Yes. Starlight is MIT-licensed open source software with no paid tier. You can use it commercially with no fees. The only cost is whatever you pay to host the static output, which is often $0 on free tiers like Cloudflare Pages or Netlify.
Do I need to know Astro to use Starlight?
For basic configuration and writing Markdown content, no. The configuration file and content authoring use Markdown and a small TypeScript config. For custom components, theming beyond the defaults, or component overrides, yes. You will write Astro code, which is similar to JSX but with its own syntax for islands and slots.
What's the difference between Starlight and Astro?

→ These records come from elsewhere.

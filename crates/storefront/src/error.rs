//! Unified error handling with Sentry integration.
//!
//! Provides a unified `AppError` type that captures server errors to Sentry
//! before responding to the client. All route handlers return
//! `Result<T, AppError>`; every response body is `{"error": message}`.

use axum::{
    Json,
    extract::rejection::{JsonRejection, PathRejection, QueryRejection},
    http::StatusCode,
    response::{IntoResponse, Response},
};
use serde_json::json;
use thiserror::Error;

use crate::db::RepositoryError;
use crate::models::StockShortfall;
use crate::services::{
    AccountError, AuthError, CartError, CatalogError, OrderError, PaymentError,
};

/// Application-level error type for the storefront.
#[derive(Debug, Error)]
pub enum AppError {
    /// Storage operation failed outside a service.
    #[error("Database error: {0}")]
    Database(#[from] RepositoryError),

    #[error(transparent)]
    Auth(#[from] AuthError),

    #[error(transparent)]
    Account(#[from] AccountError),

    #[error(transparent)]
    Catalog(#[from] CatalogError),

    #[error(transparent)]
    Cart(#[from] CartError),

    #[error(transparent)]
    Order(#[from] OrderError),

    #[error(transparent)]
    Payment(#[from] PaymentError),

    /// Resource not found.
    #[error("Not found: {0}")]
    NotFound(String),

    /// User is not authenticated.
    #[error("Unauthorized: {0}")]
    Unauthorized(String),

    /// Authenticated but not allowed.
    #[error("Forbidden: {0}")]
    Forbidden(String),

    /// Bad request from client.
    #[error("Bad request: {0}")]
    BadRequest(String),

    /// Internal server error.
    #[error("Internal error: {0}")]
    Internal(String),
}

impl AppError {
    /// HTTP status for this error.
    #[must_use]
    pub fn status(&self) -> StatusCode {
        match self {
            Self::Database(_) | Self::Internal(_) => StatusCode::INTERNAL_SERVER_ERROR,
            Self::NotFound(_) => StatusCode::NOT_FOUND,
            Self::Unauthorized(_) => StatusCode::UNAUTHORIZED,
            Self::Forbidden(_) => StatusCode::FORBIDDEN,
            Self::BadRequest(_) => StatusCode::BAD_REQUEST,
            Self::Auth(err) => match err {
                AuthError::InvalidCredentials | AuthError::UserNotFound => {
                    StatusCode::UNAUTHORIZED
                }
                AuthError::UserAlreadyExists => StatusCode::CONFLICT,
                AuthError::WeakPassword(_) | AuthError::InvalidEmail(_) | AuthError::MissingName => {
                    StatusCode::BAD_REQUEST
                }
                AuthError::Repository(_) | AuthError::PasswordHash => {
                    StatusCode::INTERNAL_SERVER_ERROR
                }
            },
            Self::Account(err) => match err {
                AccountError::UserNotFound | AccountError::AddressNotFound => StatusCode::NOT_FOUND,
                AccountError::Invalid(_) => StatusCode::BAD_REQUEST,
                AccountError::Repository(_) => StatusCode::INTERNAL_SERVER_ERROR,
            },
            Self::Catalog(err) => match err {
                CatalogError::NotFound => StatusCode::NOT_FOUND,
                CatalogError::Invalid(_) => StatusCode::BAD_REQUEST,
                CatalogError::Forbidden => StatusCode::FORBIDDEN,
                CatalogError::Repository(_) => StatusCode::INTERNAL_SERVER_ERROR,
            },
            Self::Cart(err) => match err {
                CartError::ProductNotFound | CartError::ItemNotFound => StatusCode::NOT_FOUND,
                CartError::OutOfStock(_) | CartError::DuplicateItem => StatusCode::CONFLICT,
                CartError::InvalidVariant(_) | CartError::InvalidQuantity(_) => {
                    StatusCode::BAD_REQUEST
                }
                CartError::Repository(_) => StatusCode::INTERNAL_SERVER_ERROR,
            },
            Self::Order(err) => match err {
                OrderError::EmptyCart => StatusCode::BAD_REQUEST,
                OrderError::InvalidTransition { .. } => StatusCode::UNPROCESSABLE_ENTITY,
                OrderError::Stock(_)
                | OrderError::CartChanged
                | OrderError::StatusConflict
                | OrderError::PaymentNotConfirmed => StatusCode::CONFLICT,
                OrderError::OrderNotFound => StatusCode::NOT_FOUND,
                OrderError::Forbidden => StatusCode::FORBIDDEN,
                OrderError::Repository(_) => StatusCode::INTERNAL_SERVER_ERROR,
            },
            Self::Payment(err) => match err {
                PaymentError::OrderNotFound | PaymentError::UnknownTransaction => {
                    StatusCode::NOT_FOUND
                }
                PaymentError::NotCardOrder | PaymentError::InvalidSignature => {
                    StatusCode::BAD_REQUEST
                }
                PaymentError::AlreadyPaid | PaymentError::OrderClosed => StatusCode::CONFLICT,
                PaymentError::Gateway(_) => StatusCode::BAD_GATEWAY,
                PaymentError::InvalidAmount(_) | PaymentError::Repository(_) => {
                    StatusCode::INTERNAL_SERVER_ERROR
                }
            },
        }
    }

    /// Client-facing message. Server errors never leak details.
    fn public_message(&self, status: StatusCode) -> String {
        if status == StatusCode::BAD_GATEWAY {
            return "Payment service unavailable".to_string();
        }
        if status.is_server_error() {
            return "Internal server error".to_string();
        }
        match self {
            Self::Auth(AuthError::InvalidCredentials | AuthError::UserNotFound) => {
                "Invalid credentials".to_string()
            }
            Self::Auth(AuthError::UserAlreadyExists) => {
                "An account with this email already exists".to_string()
            }
            Self::Auth(AuthError::WeakPassword(msg)) => msg.clone(),
            Self::Auth(AuthError::InvalidEmail(_)) => "Invalid email address".to_string(),
            Self::NotFound(msg)
            | Self::Unauthorized(msg)
            | Self::Forbidden(msg)
            | Self::BadRequest(msg) => msg.clone(),
            other => other.to_string(),
        }
    }

    fn shortfalls(&self) -> Option<&[StockShortfall]> {
        match self {
            Self::Order(OrderError::Stock(shortfalls)) => Some(shortfalls),
            _ => None,
        }
    }
}

impl IntoResponse for AppError {
    fn into_response(self) -> Response {
        let status = self.status();

        // Capture server errors to Sentry
        if status.is_server_error() {
            let event_id = sentry::capture_error(&self);
            tracing::error!(
                error = %self,
                sentry_event_id = %event_id,
                "Request error"
            );
        }

        let message = self.public_message(status);
        let body = match self.shortfalls() {
            Some(shortfalls) => json!({ "error": message, "shortfalls": shortfalls }),
            None => json!({ "error": message }),
        };

        (status, Json(body)).into_response()
    }
}

impl From<JsonRejection> for AppError {
    fn from(rejection: JsonRejection) -> Self {
        Self::BadRequest(rejection.body_text())
    }
}

impl From<PathRejection> for AppError {
    fn from(rejection: PathRejection) -> Self {
        Self::BadRequest(rejection.body_text())
    }
}

impl From<QueryRejection> for AppError {
    fn from(rejection: QueryRejection) -> Self {
        Self::BadRequest(rejection.body_text())
    }
}

impl From<tower_sessions::session::Error> for AppError {
    fn from(err: tower_sessions::session::Error) -> Self {
        Self::Internal(format!("session error: {err}"))
    }
}

/// Result type alias for `AppError`.
pub type Result<T> = std::result::Result<T, AppError>;

/// Set the Sentry user context from a user ID.
///
/// Call this after successful authentication to associate errors with users.
pub fn set_sentry_user(user_id: &impl ToString, email: Option<&str>) {
    sentry::configure_scope(|scope| {
        scope.set_user(Some(sentry::User {
            id: Some(user_id.to_string()),
            email: email.map(String::from),
            ..Default::default()
        }));
    });
}

/// Clear the Sentry user context.
pub fn clear_sentry_user() {
    sentry::configure_scope(|scope| {
        scope.set_user(None);
    });
}

/// Add a breadcrumb for a checkout step.
///
/// Breadcrumbs appear in Sentry error reports to show the trail of actions
/// leading up to an error.
pub fn add_breadcrumb(category: &str, message: &str, data: &[(&str, String)]) {
    let mut breadcrumb = sentry::Breadcrumb {
        category: Some(category.to_string()),
        message: Some(message.to_string()),
        level: sentry::Level::Info,
        ..Default::default()
    };

    for (key, value) in data {
        breadcrumb
            .data
            .insert((*key).to_string(), serde_json::Value::String(value.clone()));
    }

    sentry::add_breadcrumb(breadcrumb);
}

#[cfg(test)]
#[allow(clippy::unwrap_used)]
mod tests {
    use amyfairy_core::{OrderStatus, ProductId};
    use axum::body::to_bytes;

    use super::*;
    use crate::gateway::GatewayError;

    fn get_status(err: AppError) -> StatusCode {
        err.into_response().status()
    }

    async fn body_json(err: AppError) -> serde_json::Value {
        let bytes = to_bytes(err.into_response().into_body(), usize::MAX)
            .await
            .unwrap();
        serde_json::from_slice(&bytes).unwrap()
    }

    #[test]
    fn test_app_error_display() {
        let err = AppError::NotFound("product-123".to_string());
        assert_eq!(err.to_string(), "Not found: product-123");

        let err = AppError::BadRequest("invalid input".to_string());
        assert_eq!(err.to_string(), "Bad request: invalid input");
    }

    #[test]
    fn test_app_error_status_codes() {
        assert_eq!(
            get_status(AppError::Unauthorized("test".to_string())),
            StatusCode::UNAUTHORIZED
        );
        assert_eq!(
            get_status(OrderError::InvalidTransition {
                from: OrderStatus::Cancelled,
                to: OrderStatus::Delivered,
            }
            .into()),
            StatusCode::UNPROCESSABLE_ENTITY
        );
        assert_eq!(get_status(CartError::DuplicateItem.into()), StatusCode::CONFLICT);
        assert_eq!(get_status(OrderError::CartChanged.into()), StatusCode::CONFLICT);
        assert_eq!(
            get_status(PaymentError::InvalidSignature.into()),
            StatusCode::BAD_REQUEST
        );
        assert_eq!(
            get_status(PaymentError::UnknownTransaction.into()),
            StatusCode::NOT_FOUND
        );
        assert_eq!(
            get_status(PaymentError::Gateway(GatewayError::Request("timeout".to_string())).into()),
            StatusCode::BAD_GATEWAY
        );
        assert_eq!(
            get_status(CatalogError::Forbidden.into()),
            StatusCode::FORBIDDEN
        );
    }

    #[tokio::test]
    async fn test_internal_details_are_hidden() {
        let err = AppError::Database(RepositoryError::DataCorruption(
            "bad email in users row 7".to_string(),
        ));
        let body = body_json(err).await;
        assert_eq!(body["error"], "Internal server error");
    }

    #[tokio::test]
    async fn test_stock_error_carries_shortfalls() {
        let err = AppError::Order(OrderError::Stock(vec![StockShortfall {
            product_id: ProductId::new(4),
            title: "Silk Scarf".to_string(),
            requested: 3,
            available: 2,
        }]));
        let body = body_json(err).await;

        assert_eq!(body["shortfalls"][0]["product_id"], 4);
        assert_eq!(body["shortfalls"][0]["available"], 2);
        assert!(
            body["error"]
                .as_str()
                .unwrap()
                .contains("only 2 left in stock")
        );
    }
}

Astro is the underlying meta-framework for building any kind of website. Starlight is a documentation theme built on top of Astro. You install Astro, then add Starlight as an integration. Starlight gives you the docs-specific layout, sidebar, search, and other features, while Astro provides the rendering engine and content pipeline.
Does Starlight support versioning?
Not natively. The community plugin Starlight Versions handles file-based versioning, and many teams use Git branch-based versioning where each major version lives on its own branch and deploys to a subdomain. If versioning is critical to your docs workflow, Docusaurus has a more mature built-in solution.
Can Starlight handle API documentation?
Yes, but you'll need plugins or custom components. Starlight OpenAPI is the most popular option for rendering OpenAPI specs as docs pages. For SDK references generated from code, you'll typically combine Starlight with TypeDoc, JSDoc, or a similar generator.